TTC after loss – bravery.

Sunday, 14 May 2017

I have suffered through both infant loss, and pregnancy loss, and I do not believe that these things should be put in the same category. When it comes to TTC after those losses while both require an indescribable and infinite amount of hope, and willingness to put oneself in a position to be hurt again, both experiences are very different.

Loss in general can prompt a lot of feelings and thoughts that we've never had to deal with before, anger and bitterness, jealousy and hopelessness, and all of these things are perfectly fine. It's common to be jealous of other pregnant women, and it can be hard to even look at them, let alone if they're friends of yours. It's common to have thoughts like "why me and not them? why do they deserve to be happy?", and it's common to feel a great sense of self-loathing for thinking those kinds of things. You're not that person. Grief is a strange experience, it changes us in ways we can't even imagine and in ways that we never thought possible.



 

TTC After Infant Loss


As I trudged through the murky waters of TTC after losing my son, my emotions went back and forth between desperation and determination. I needed to fill the empty space in my womb and thus in my life, but with each day that passed towards ovulation, and then towards a pregnancy test, the desperation grew and the panic of failure grew. I do not think, though, that this thought was exclusive to the situation.

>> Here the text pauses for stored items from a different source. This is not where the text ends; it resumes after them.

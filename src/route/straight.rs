use arcstr::ArcStr;
use derive_builder::Builder;

use super::{layer_or, place_via, point_on, sign, span_rect};
use crate::error::{Error, Result};
use crate::geometry::{Dims, Int};
use crate::layout::{rename_ports_by_orientation, CellId, Library, Port};
use crate::tech::TechMap;
use crate::via::{synthesize_via, ViaParams};

#[derive(Debug, Clone, Eq, PartialEq, Builder)]
#[builder(default)]
pub struct StraightRouteOpts {
    /// Wire width; defaults to the common width of both ports.
    #[builder(setter(strip_option))]
    pub width: Option<Int>,
    /// Wire layer; defaults to the first port's layer.
    #[builder(setter(into, strip_option))]
    pub layer1: Option<ArcStr>,
    /// Layer to land on at the second port. A via is added when it differs
    /// from the wire layer.
    #[builder(setter(into, strip_option))]
    pub layer2: Option<ArcStr>,
    pub full_bottom: bool,
}

impl Default for StraightRouteOpts {
    fn default() -> Self {
        Self {
            width: None,
            layer1: None,
            layer2: None,
            full_bottom: true,
        }
    }
}

impl StraightRouteOpts {
    #[inline]
    pub fn builder() -> StraightRouteOptsBuilder {
        StraightRouteOptsBuilder::default()
    }
}

/// Draws a single wire from `edge1` along its facing axis to `edge2`.
///
/// When `edge2` is parallel to `edge1`, the wire must land on `edge2`'s
/// segment; when it is perpendicular, the wire runs on past `edge2`'s center
/// by half of `edge2`'s width so that it covers `edge2` completely.
pub fn straight_route(
    lib: &mut Library,
    tech: &TechMap,
    edge1: &Port,
    edge2: &Port,
    opts: &StraightRouteOpts,
) -> Result<CellId> {
    let axis = edge1.orientation.axis();
    let width = match opts.width {
        Some(w) => w,
        None if edge1.width == edge2.width => edge1.width,
        None => {
            return Err(Error::precondition(format!(
                "ports `{}` and `{}` have different widths ({} and {}) and no route width was given",
                edge1.name, edge2.name, edge1.width, edge2.width
            )))
        }
    };
    if width <= 0 {
        return Err(Error::precondition(format!(
            "route width must be positive, got {width}"
        )));
    }

    let across = edge1.center.coord(!axis);
    let start = edge1.center.coord(axis);
    let parallel = edge2.orientation.axis() == axis;
    if parallel {
        let (lo, hi) = edge2.span();
        if across < lo || across > hi {
            return Err(Error::precondition(format!(
                "port `{}` at {} does not line up with port `{}` spanning {lo}..{hi}",
                edge1.name, edge1.center, edge2.name
            )));
        }
    } else if (across - edge2.center.coord(!axis)).abs() > width / 2 {
        return Err(Error::precondition(format!(
            "port `{}` at {} is more than half a wire width away from port `{}` at {}",
            edge1.name, edge1.center, edge2.name, edge2.center
        )));
    }

    let mut end = edge2.center.coord(axis);
    if end == start {
        return Err(Error::precondition(format!(
            "ports `{}` and `{}` are at the same position along the route",
            edge1.name, edge2.name
        )));
    }
    let dir = sign(end - start);
    if !parallel {
        end += dir * (edge2.width / 2);
    }

    let layer = layer_or(&opts.layer1, edge1);
    let landing = layer_or(&opts.layer2, edge2);
    let wire = span_rect(axis, start, end, across, width);

    let name = lib.fresh_name("straight_route");
    let mut cell = lib.new_cell(name.as_str());
    cell.draw_rect(tech.layer_of(&layer)?, wire.clone())?;
    cell.add_ports(Port::edges_of("route", &wire, &layer));

    if landing != layer {
        let via = synthesize_via(
            lib,
            tech,
            &ViaParams {
                bottom: layer.clone(),
                top: landing.clone(),
                footprint: Some(Dims::square(width)),
                full_bottom: opts.full_bottom,
                full_top: true,
            },
        )?;
        let center = point_on(axis, end - dir * (width / 2), across);
        let ports = place_via(lib, &mut cell, &via, "via", center)?;
        cell.add_ports(ports);
    }

    log::debug!(
        "straight route {} -> {}: {} wire {wire:?}",
        edge1.name,
        edge2.name,
        layer
    );
    rename_ports_by_orientation(&mut cell);
    Ok(lib.add_cell(cell))
}

#[cfg(test)]
mod tests {
    use super::*;
    use crate::geometry::{Point, Rect, RectExt};
    use crate::layout::Orientation;
    use crate::tests::test_tech;
    use crate::via::BOTTOM_PORT_PREFIX;

    fn port(x: Int, y: Int, o: Orientation, width: Int, layer: &str) -> Port {
        Port::new("p", Point::new(x, y), width, o, layer)
    }

    #[test]
    fn test_straight_route_between_facing_ports() -> Result<()> {
        let tech = test_tech();
        let mut lib = Library::new("test_straight_route_between_facing_ports");
        let a = port(0, 0, Orientation::East, 200, "met1");
        let b = port(1000, 40, Orientation::West, 300, "met1");
        let id = straight_route(&mut lib, &tech, &a, &b, &StraightRouteOpts::default());
        assert!(matches!(id, Err(Error::Precondition(_))));

        let opts = StraightRouteOpts::builder().width(200).build().unwrap();
        let id = straight_route(&mut lib, &tech, &a, &b, &opts)?;
        let cell = lib.cell(id)?;
        let wires = cell.elems_on(tech.layer_of("met1")?)?;
        assert_eq!(wires, vec![Rect::from_sides(0, -100, 1000, 100)]);
        assert_eq!(cell.port("route_E")?.center, Point::new(1000, 0));
        assert_eq!(cell.port("route_W")?.center, Point::new(0, 0));
        assert!(cell.insts().is_empty());
        Ok(())
    }

    #[test]
    fn test_straight_route_onto_perpendicular_port() -> Result<()> {
        let tech = test_tech();
        let mut lib = Library::new("test_straight_route_onto_perpendicular_port");
        let a = port(0, 0, Orientation::North, 400, "met1");
        let b = port(100, 2000, Orientation::West, 400, "met2");
        let id = straight_route(&mut lib, &tech, &a, &b, &StraightRouteOpts::default())?;
        let cell = lib.cell(id)?;
        let wire = cell.elems_on(tech.layer_of("met1")?)?.remove(0);
        assert_eq!(wire, Rect::from_sides(-200, 0, 200, 2200));
        assert_eq!(wire.width(), 400);

        assert_eq!(cell.insts().len(), 1);
        assert_eq!(cell.insts()[0].loc, Point::new(0, 2000));
        let landing = cell.port("top_met_N")?;
        assert_eq!(landing.layer, "met2");
        assert!(cell.ports.keys().any(|k| k.starts_with(BOTTOM_PORT_PREFIX)));
        Ok(())
    }

    #[test]
    fn test_straight_route_rejects_misaligned_ports() {
        let tech = test_tech();
        let mut lib = Library::new("test_straight_route_rejects_misaligned_ports");
        let a = port(0, 0, Orientation::East, 200, "met1");
        let far = port(1000, 500, Orientation::West, 200, "met1");
        let same = port(0, 0, Orientation::West, 200, "met1");
        let opts = StraightRouteOpts::default();
        assert!(matches!(
            straight_route(&mut lib, &tech, &a, &far, &opts),
            Err(Error::Precondition(_))
        ));
        assert!(matches!(
            straight_route(&mut lib, &tech, &a, &same, &opts),
            Err(Error::Precondition(_))
        ));
        let bad_layer = StraightRouteOpts::builder().layer1("met9").build().unwrap();
        let b = port(1000, 0, Orientation::West, 200, "met1");
        assert!(matches!(
            straight_route(&mut lib, &tech, &a, &b, &bad_layer),
            Err(Error::UnknownLayer { .. })
        ));
    }
}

There are flashbacks, the PTSD, the depression, the crying, the stress, all things that make you wonder if it's worth going through the pain again. I, and I suppose many others, spend more time than not thinking about ways their next might die.

Milestones come and go and in my experience I have found that the anticipation of them has been worse than the actual day itself. The day often passes with little incident – a lot of crying but little real incident.

What I think is exclusive to the idea of becoming pregnant after infant loss is never being decisive. You can never settle on anything because, in your mind, whether you have this baby or not is no guarantee that they will live. You may even get to a point where you can bring them home, but there's no guarantee that they will live. Every moment is fraught with uncertainty.

 

TTC After Miscarriage


Why me? I often thought. What did I do wrong?

Fact is, nothing. I hadn't done anything wrong, and I hadn't caused a miscarriage in any way, and neither do most other mothers. The vast majority of miscarriages are caused by chromosomal or genetic defect so bad that the embryo could not have survived.

These facts, however, do very little to calm the nerves or soothe the sadness that many people experience during and after a miscarriage.

What can also be a problem after a miscarriage is that you likely won't get any help from healthcare professionals (unless you have had three concurrent miscarriages) as a miscarriage proves that you can get pregnant, and it is not uncommon to have one, or even two in a row.

You can expect to be upset every month you are not pregnant, and think about how each month would have been closer to your due date. Some women will not fall pregnant until that due date comes and goes, and my advice to them is to let themselves be sad.

For me, TTC after both.


It seems to me that I go through phases of everything mentioned above, sometimes I am excited for the future, I'm excited to get my bump all big, I'm excited to bring baby home, but then I am brought crashing back down to reality, my reality. I think, well maybe that won't happen. I think, every day, of ways that my baby could die during birth, or in the hospital, or after I bring them home, I constantly think of what I would do in each of those situations. During pregnancy the paranoia I felt was crippling, I didn't talk about the pregnancy, I didn't think about it because in my mind it wasn't even there really. Not until there was a heartbeat, not until there was growth. Each scan made me feel a little bit better, but that swiftly went away because I knew that anything could happen at any point and I might not know about it.


Ignorance truly is bliss.


There is nothing braver than making the decision to try for another baby after these kinds of loss, because you are acknowledging the pain you have suffered and you are putting yourself back in the firing line once again. While it is very unlikely that you will have another miscarriage (unless there are genetic conditions present) or lose another baby, it's not impossible, and to recognise that and go ahead anyway takes a special kind of strength.